*** RECORD EXCERPTS ***

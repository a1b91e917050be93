//! Executor boundary
//!
//! A [`Client`] owns the transport. Commands hand themselves to it through
//! the object-safe [`Dispatch`] view, so clients and batching layers can
//! drive any command without knowing its operation type.

use crate::error::CommandError;
use crate::http::Request;

/// Executes commands against a remote service
pub trait Client: Send + Sync {
    /// Send the command's request and drive it to a terminal state.
    ///
    /// Implementations are responsible for preparing the command first
    /// (through [`Dispatch::prepare_request`]) and must block until the
    /// transfer finishes. A [`CommandError`] returned through `anyhow` is
    /// handed back to the caller of `Command::execute` unchanged.
    fn execute(&self, command: &mut dyn Dispatch) -> anyhow::Result<()>;
}

/// What a client or batching layer can see of a command
pub trait Dispatch {
    /// Operation name
    fn name(&self) -> &str;

    /// Whether the command may be grouped with others
    fn can_batch(&self) -> bool;

    fn is_prepared(&self) -> bool;

    /// Prepare the command if needed and borrow its request for transfer
    fn prepare_request(&mut self) -> Result<&mut Request, CommandError>;
}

*** End of RECORD EXCERPTS ***

Copy out the entries above exactly as given, starting at the top and ending with the line containing "the command first"; include both and nothing more.

repository a1b91e917050be93
//! Executor boundary
//!
//! A [`Client`] owns the transport. Commands hand themselves to it through
//! the object-safe [`Dispatch`] view, so clients and batching layers can
//! drive any command without knowing its operation type.

use crate::error::CommandError;
use crate::http::Request;

/// Executes commands against a remote service
pub trait Client: Send + Sync {
    /// Send the command's request and drive it to a terminal state.
    ///
    /// Implementations are responsible for preparing the command first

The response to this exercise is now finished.